Well, housing prices keep going up by the week, so getting a bigger house seems out of reach. We're not going to go through the whole ordeal of buying, selling and moving just to have the same size house in a better area. If we're going to move, it's going to have to be to a much bigger house in a nice area. So I think what we will do is sell our rental property in June as planned, pay off all of our debt, and then see where things are at.


----------



## Fisherman30

So instead of spending a whole bunch of money buying a bigger house, we're considering finishing our basement really nice for $40k or so, using a HELOC. Thoughts?


----------



## milhouse

Fisherman30 said:


> So instead of spending a whole bunch of money buying a bigger house, we're considering finishing our basement really nice for $40k or so, using a HELOC. Thoughts?

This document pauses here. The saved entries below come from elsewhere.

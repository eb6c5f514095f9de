//! The native client.
//!
//! [`Nido`] owns the session store and the config editor. A single task feeds
//! it user [`Action`]s and polls [`Nido::next_event`], which waits on request
//! completions, the debounce timer and the periodic refresh, and applies
//! whichever comes first. Nothing else touches the state.

use std::{future::Future, pin::Pin, sync::Arc, time::Duration};

use futures_util::{future::BoxFuture, stream::FuturesUnordered, FutureExt, StreamExt};
use models::{
    auth::{AuthStatus, LoginReply},
    conditions::{SensorState, Weather},
    config::{ConfigPatch, ConfigSnapshot},
    editor::{ConfigEditor, Ticket, Write},
    sync::Route,
    view::SessionView,
    DEBOUNCE_WINDOW, REFRESH_INTERVAL,
};
use tokio::{
    sync::mpsc,
    time::{self, Instant, Interval, MissedTickBehavior, Sleep},
};

use crate::{
    error::SyncError,
    session::SessionStore,
    sync::{Backend, HttpBackend},
};

#[derive(Copy, Clone, Debug)]
pub struct ClientOptions {
    /// Quiet period after the last edit before it is written back.
    pub debounce: Duration,
    /// Dashboard refresh period.
    pub refresh_interval: Duration,
}

impl Default for ClientOptions {
    fn default() -> Self {
        ClientOptions {
            debounce: DEBOUNCE_WINDOW,
            refresh_interval: REFRESH_INTERVAL,
        }
    }
}

/// Something the user did.
#[derive(Clone, Debug, PartialEq)]
pub enum Action {
    Navigate(SessionView),
    Login { username: String, password: String },
    Logout,
    ToggleUnit,
    /// `true` raises the setpoint one step, `false` lowers it.
    ChangeSetpoint(bool),
    CycleMode,
    SaveModes(Vec<(String, bool)>),
}

/// What [`Nido::next_event`] did.
#[derive(Clone, Debug, PartialEq)]
pub enum Event {
    ViewChanged(SessionView),
    /// A config snapshot was applied; carries its version.
    ConfigApplied(u64),
    StateApplied,
    WeatherApplied,
    WriteSent,
    LoginRejected,
    Failed(Route),
    Refreshing,
    Idle,
}

enum Completion {
    Mount(Result<AuthStatus, SyncError>),
    Config(Result<ConfigSnapshot, SyncError>),
    State(Result<SensorState, SyncError>),
    Weather(Result<Weather, SyncError>),
    Written {
        version: u64,
        result: Result<ConfigSnapshot, SyncError>,
    },
    Login(Result<LoginReply, SyncError>),
    Logout(Result<LoginReply, SyncError>),
}

pub struct Nido<B> {
    backend: Arc<B>,
    session: SessionStore,
    editor: ConfigEditor,
    debounce_window: Duration,
    debounce: Option<(Ticket, Pin<Box<Sleep>>)>,
    refresh: Interval,
    inflight: FuturesUnordered<BoxFuture<'static, Completion>>,
    login_feedback: Option<String>,
}

impl Nido<HttpBackend> {
    pub fn connect(base: impl Into<String>, options: ClientOptions) -> Result<Self, reqwest::Error> {
        Ok(Nido::new(HttpBackend::new(base)?, options))
    }
}

impl<B: Backend> Nido<B> {
    /// Must be called from within a tokio runtime.
    pub fn new(backend: B, options: ClientOptions) -> Self {
        let mut refresh = time::interval_at(
            Instant::now() + options.refresh_interval,
            options.refresh_interval,
        );
        refresh.set_missed_tick_behavior(MissedTickBehavior::Delay);

        Nido {
            backend: Arc::new(backend),
            session: SessionStore::new(),
            editor: ConfigEditor::new(),
            debounce_window: options.debounce,
            debounce: None,
            refresh,
            inflight: FuturesUnordered::new(),
            login_feedback: None,
        }
    }

    pub fn backend(&self) -> &B {
        &self.backend
    }

    pub fn session(&self) -> &SessionStore {
        &self.session
    }

    pub fn editor(&self) -> &ConfigEditor {
        &self.editor
    }

    /// Text from the last rejected login, for showing under the form.
    pub fn login_feedback(&self) -> Option<&str> {
        self.login_feedback.as_deref()
    }

    pub fn has_inflight(&self) -> bool {
        !self.inflight.is_empty()
    }

    fn request<F>(&mut self, request: impl FnOnce(Arc<B>) -> F)
    where
        F: Future<Output = Completion> + Send + 'static,
    {
        self.inflight.push(request(Arc::clone(&self.backend)).boxed());
    }

    /// Probes the session to decide between the login form and the dashboard.
    pub fn mount(&mut self) {
        self.request(|backend| async move { Completion::Mount(backend.check_session().await) });
    }

    fn refresh(&mut self) {
        tracing::debug!("refreshing config, state and weather");
        self.request(|backend| async move { Completion::Config(backend.get_config().await) });
        self.request(|backend| async move { Completion::State(backend.get_state().await) });
        self.request(|backend| async move { Completion::Weather(backend.get_weather().await) });
    }

    fn entered(&mut self, view: SessionView) {
        if view.refreshes_on_entry() {
            self.refresh.reset();
            self.refresh();
        }
    }

    pub fn dispatch(&mut self, action: Action) {
        match action {
            Action::Navigate(to) => {
                if let Some(view) = self.session.navigate(to) {
                    self.entered(view);
                }
            }
            Action::Login { username, password } => {
                if self.session.view() != SessionView::Login {
                    tracing::debug!(view = %self.session.view(), "ignoring login outside the login form");
                    return;
                }
                self.request(move |backend| async move {
                    Completion::Login(backend.login(&username, &password).await)
                });
            }
            Action::Logout => {
                self.request(|backend| async move { Completion::Logout(backend.logout().await) });
            }
            Action::ToggleUnit => {
                let ticket = self.editor.toggle_unit();
                self.schedule(ticket);
            }
            Action::ChangeSetpoint(increment) => {
                let ticket = self.editor.change_setpoint(increment);
                self.schedule(ticket);
            }
            Action::CycleMode => {
                let ticket = self.editor.cycle_mode();
                self.schedule(ticket);
            }
            Action::SaveModes(modes) => {
                self.post(ConfigPatch::modes_available(modes));
            }
        }
    }

    /// (Re)starts the quiet window for `ticket`.
    fn schedule(&mut self, ticket: Option<Ticket>) {
        let Some(ticket) = ticket else {
            return;
        };
        let deadline = Instant::now() + self.debounce_window;
        match &mut self.debounce {
            Some((current, sleep)) => {
                *current = ticket;
                sleep.as_mut().reset(deadline);
            }
            None => self.debounce = Some((ticket, Box::pin(time::sleep_until(deadline)))),
        }
    }

    fn post(&mut self, patch: ConfigPatch) {
        let version = self.session.config_version();
        tracing::info!(?patch, version, "writing config");
        self.request(move |backend| async move {
            Completion::Written {
                version,
                result: backend.post_config(&patch).await,
            }
        });
    }

    fn send(&mut self, write: Write) {
        self.post(write.config.into());
    }

    /// Waits for the next completion or timer and applies it.
    ///
    /// Cancel safe: dropping the future before it resolves loses nothing.
    pub async fn next_event(&mut self) -> Event {
        tokio::select! {
            Some(done) = self.inflight.next(), if !self.inflight.is_empty() => self.complete(done),
            ticket = elapsed(&mut self.debounce) => self.fire(ticket),
            _ = self.refresh.tick() => self.tick(),
        }
    }

    fn fire(&mut self, ticket: Ticket) -> Event {
        self.debounce = None;
        match self.editor.fire(ticket) {
            Some(write) => {
                self.send(write);
                Event::WriteSent
            }
            None => {
                tracing::debug!("edits settled back to the server state");
                Event::Idle
            }
        }
    }

    fn tick(&mut self) -> Event {
        if self.session.view() != SessionView::Dashboard {
            return Event::Idle;
        }
        self.refresh();
        Event::Refreshing
    }

    fn apply_config(&mut self, config: ConfigSnapshot) -> Event {
        if self.editor.is_scheduled() {
            tracing::debug!("new snapshot replaces unsent edits");
        }
        self.editor.seed(&config);
        self.debounce = None;
        Event::ConfigApplied(self.session.replace_config(config))
    }

    fn complete(&mut self, done: Completion) -> Event {
        match done {
            Completion::Mount(Ok(status)) => {
                let view = self.session.mounted(status);
                self.entered(view);
                Event::ViewChanged(view)
            }
            Completion::Config(Ok(config)) => self.apply_config(config),
            Completion::State(Ok(state)) => {
                self.session.replace_state(state);
                Event::StateApplied
            }
            Completion::Weather(Ok(weather)) => {
                self.session.replace_weather(weather);
                Event::WeatherApplied
            }
            Completion::Written {
                version,
                result: Ok(config),
            } => {
                let current = self.session.config_version();
                if version != current {
                    tracing::info!(version, current, "write acknowledged after a newer snapshot");
                }
                self.apply_config(config)
            }
            Completion::Login(Ok(reply)) if reply.logged_in => {
                tracing::info!(username = ?reply.username, "logged in");
                self.login_feedback = None;
                let view = self.session.logged_in();
                self.entered(view);
                Event::ViewChanged(view)
            }
            Completion::Login(Ok(reply)) => {
                self.login_feedback = reply.feedback().map(str::to_owned);
                tracing::info!(feedback = ?self.login_feedback, "login rejected");
                Event::LoginRejected
            }
            Completion::Logout(Ok(_)) => {
                self.editor = ConfigEditor::new();
                self.debounce = None;
                Event::ViewChanged(self.session.logged_out())
            }
            Completion::Mount(Err(err))
            | Completion::Config(Err(err))
            | Completion::Written {
                result: Err(err), ..
            }
            | Completion::State(Err(err))
            | Completion::Weather(Err(err))
            | Completion::Login(Err(err))
            | Completion::Logout(Err(err)) => failed(err),
        }
    }

    /// Sends any edits still inside their quiet window and waits for every
    /// outstanding request to finish.
    pub async fn shutdown(mut self) -> SessionStore {
        self.debounce = None;
        if let Some(write) = self.editor.flush() {
            self.send(write);
        }
        while let Some(done) = self.inflight.next().await {
            self.complete(done);
        }
        self.session
    }

    /// Mounts and serves `actions` until the sending side goes away.
    pub async fn run(mut self, mut actions: mpsc::UnboundedReceiver<Action>) -> SessionStore {
        self.mount();
        loop {
            tokio::select! {
                action = actions.recv() => match action {
                    Some(action) => self.dispatch(action),
                    None => break,
                },
                event = self.next_event() => tracing::trace!(?event),
            }
        }
        self.shutdown().await
    }

    /// Runs the client on its own task and returns the handle for feeding it.
    pub fn spawn(self) -> mpsc::UnboundedSender<Action> {
        let (tx, rx) = mpsc::unbounded_channel();
        crate::spawn("nido-client", self.run(rx));
        tx
    }
}

async fn elapsed(debounce: &mut Option<(Ticket, Pin<Box<Sleep>>)>) -> Ticket {
    match debounce {
        Some((ticket, sleep)) => {
            sleep.as_mut().await;
            *ticket
        }
        None => std::future::pending().await,
    }
}

fn failed(err: SyncError) -> Event {
    tracing::warn!(route = %err.route(), error = %err, "request failed");
    Event::Failed(err.route())
}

Are you just going to accept the location concerns or do you have a plan to address them? It seemed like that was one of your key motivations for considering a move.


----------



## Fisherman30

milhouse said:


> Are you just going to accept the location concerns or do you have a plan to address them? It seemed like that was one of your key motivations for considering a move.


I might just accept them for the next year or two. In the meantime, I'm thinking we could add about another 1000 sqft of living space by finishing the basement, and even if I put $40k on a HELOC to finish the basement, it seems in my area that having a nicely finished basement would add at least $40-50k to the value of the house, so I would get a good chunk of that money back eventually when I do sell.


----------



## scorpion_ca

I think that's a good idea. This is the worst time to buy a house in Canada.


----------



## Fisherman30

scorpion_ca said:


> I think that's a good idea. This is the worst time to buy a house in Canada.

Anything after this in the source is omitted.